What needs to be done
The following data has a line with "stop is requested." and a line with "pub fn records_written(&self)". Write out exactly those lines and all the lines between them.

Saved entries:
--------

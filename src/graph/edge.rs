//! Edges: bounded record channels between components.
//!
//! An edge carries serialized records as immutable frames over a crossbeam
//! channel. The producer holds an [`OutputPort`], the consumer an
//! [`InputPort`].
//!
//! ## Contracts
//!
//! - FIFO per edge; a full bounded channel blocks the writer (backpressure).
//! - EOF is an explicit frame. Once read, EOF is sticky. A producer that
//!   disappears without sending EOF is observed as EOF too, so a crashed
//!   component never leaves its consumers hanging.
//! - Writing to an edge whose consumer is gone fails with `PortClosed`.
//! - Every blocking operation also watches the graph stop signal and returns
//!   `Aborted` as soon as a stop is requested.

use crate::error::{FlowError, Result};
use crate::graph::id::EdgeId;
use crate::graph::stop::StopSignal;
use crate::record::{Record, Schema};
use bytes::{Bytes, BytesMut};
use crossbeam_channel::{select, Receiver, Select, Sender, TryRecvError};
use std::sync::atomic::{AtomicU64, Ordering};
use std::sync::Arc;

/// One message on an edge.
#[derive(Debug, Clone)]
pub(crate) enum Frame {
    Record(Bytes),
    Eof,
}

/// Counters shared by both ends of an edge.
#[derive(Debug, Default)]
pub struct EdgeStats {
    records_written: AtomicU64,
    bytes_written: AtomicU64,
    records_read: AtomicU64,
    bytes_read: AtomicU64,
}

impl EdgeStats {
    pub fn records_written(&self) -> u64 {
        self.records_written.load(Ordering::Relaxed)
    }

    pub fn bytes_written(&self) -> u64 {
        self.bytes_written.load(Ordering::Relaxed)
    }

    pub fn records_read(&self) -> u64 {
        self.records_read.load(Ordering::Relaxed)
    }

    pub fn bytes_read(&self) -> u64 {
        self.bytes_read.load(Ordering::Relaxed)
    }

    /// Records written but not yet read.
    pub fn buffered(&self) -> u64 {
        self.records_written().saturating_sub(self.records_read())
    }
}

/// Per-edge channel settings.
#[derive(Debug, Clone, Copy)]
pub struct EdgeOptions {
    /// Bounded capacity in records; `None` for an unbounded edge
    pub capacity: Option<usize>,
    /// Largest serialized record the edge accepts
    pub record_limit: usize,
}

/// Create the two ends of an edge.
pub fn channel(
    id: EdgeId,
    schema: Arc<Schema>,
    options: EdgeOptions,
    stop: StopSignal,
) -> (OutputPort, InputPort) {
    let (tx, rx) = match options.capacity {
        Some(cap) => crossbeam_channel::bounded(cap.max(1)),
        None => crossbeam_channel::unbounded(),
    };
    let stats = Arc::new(EdgeStats::default());

    let output = OutputPort {
        edge: id,
        schema: Arc::clone(&schema),
        tx,
        stop: stop.clone(),
        stats: Arc::clone(&stats),
        scratch: BytesMut::new(),
        record_limit: options.record_limit,
        eof_sent: false,
    };
    let input = InputPort {
        edge: id,
        schema,
        rx,
        stop,
        stats,
        peeked: None,
        eof: false,
    };
    (output, input)
}

/// Consumer end of an edge.
pub struct InputPort {
    edge: EdgeId,
    schema: Arc<Schema>,
    rx: Receiver<Frame>,
    stop: StopSignal,
    stats: Arc<EdgeStats>,
    peeked: Option<Frame>,
    eof: bool,
}

impl InputPort {
    pub fn edge(&self) -> EdgeId {
        self.edge
    }

    pub fn schema(&self) -> &Arc<Schema> {
        &self.schema
    }

    pub fn stats(&self) -> &EdgeStats {
        &self.stats
    }

    /// Records consumed from this port so far.
    pub fn records_read(&self) -> u64 {
        self.stats.records_read()
    }

    /// Blocking receive of the next frame, honouring the stop signal.
    fn next_frame(&mut self) -> Result<Frame> {
        if let Some(frame) = self.peeked.take() {
            return Ok(frame);
        }
        if !self.stop.is_running() {
            return Err(FlowError::Aborted);
        }
        select! {
            recv(self.rx) -> msg => Ok(msg.unwrap_or(Frame::Eof)),
            recv(self.stop.cancelled()) -> _ => Err(FlowError::Aborted),
        }
    }

    /// Read the next serialized record. `None` once EOF has been reached;
    /// every later call returns `None` as well.
    pub fn read_raw(&mut self) -> Result<Option<Bytes>> {
        if self.eof {
            return Ok(None);
        }
        match self.next_frame()? {
            Frame::Record(bytes) => {
                self.stats.records_read.fetch_add(1, Ordering::Relaxed);
                self.stats
                    .bytes_read
                    .fetch_add(bytes.len() as u64, Ordering::Relaxed);
                Ok(Some(bytes))
            }
            Frame::Eof => {
                self.eof = true;
                Ok(None)
            }
        }
    }

    /// Read the next record into `record`. Returns `false` at EOF (sticky).
    ///
    /// Blocks while the edge is empty and the producer has not finished.
    pub fn read_record(&mut self, record: &mut Record) -> Result<bool> {
        match self.read_raw()? {
            Some(bytes) => {
                let mut buf = &bytes[..];
                record.deserialize(&mut buf)?;
                Ok(true)
            }
            None => Ok(false),
        }
    }

    fn peek_frame(&mut self) -> Option<&Frame> {
        if self.peeked.is_none() && !self.eof {
            self.peeked = match self.rx.try_recv() {
                Ok(frame) => Some(frame),
                Err(TryRecvError::Empty) => None,
                Err(TryRecvError::Disconnected) => Some(Frame::Eof),
            };
        }
        self.peeked.as_ref()
    }

    /// Whether a record can be read without blocking.
    pub fn has_data(&mut self) -> bool {
        matches!(self.peek_frame(), Some(Frame::Record(_)))
    }

    /// Whether the next read would report EOF. Never blocks.
    pub fn is_eof(&mut self) -> bool {
        self.eof || matches!(self.peek_frame(), Some(Frame::Eof))
    }

    /// Inverse of [`is_eof`](Self::is_eof).
    pub fn is_open(&mut self) -> bool {
        !self.is_eof()
    }

    /// Whether the port has been read up to EOF.
    pub fn reached_eof(&self) -> bool {
        self.eof
    }

    /// Block until the producer finishes and report whether records were left
    /// unread. Used by the runtime after a component returns.
    pub(crate) fn drain_check(&mut self) -> Result<bool> {
        if self.eof {
            return Ok(false);
        }
        match self.next_frame()? {
            Frame::Eof => {
                self.eof = true;
                Ok(false)
            }
            frame @ Frame::Record(_) => {
                self.peeked = Some(frame);
                Ok(true)
            }
        }
    }
}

--------

Written response
//!   `Aborted` as soon as a stop is requested.

use crate::error::{FlowError, Result};
use crate::graph::id::EdgeId;
use crate::graph::stop::StopSignal;
use crate::record::{Record, Schema};
use bytes::{Bytes, BytesMut};
use crossbeam_channel::{select, Receiver, Select, Sender, TryRecvError};
use std::sync::atomic::{AtomicU64, Ordering};
use std::sync::Arc;

/// One message on an edge.
#[derive(Debug, Clone)]
pub(crate) enum Frame {
    Record(Bytes),
    Eof,
}

/// Counters shared by both ends of an edge.
#[derive(Debug, Default)]
pub struct EdgeStats {
    records_written: AtomicU64,
    bytes_written: AtomicU64,
    records_read: AtomicU64,
    bytes_read: AtomicU64,
}

impl EdgeStats {
    pub fn records_written(&self) -> u64 {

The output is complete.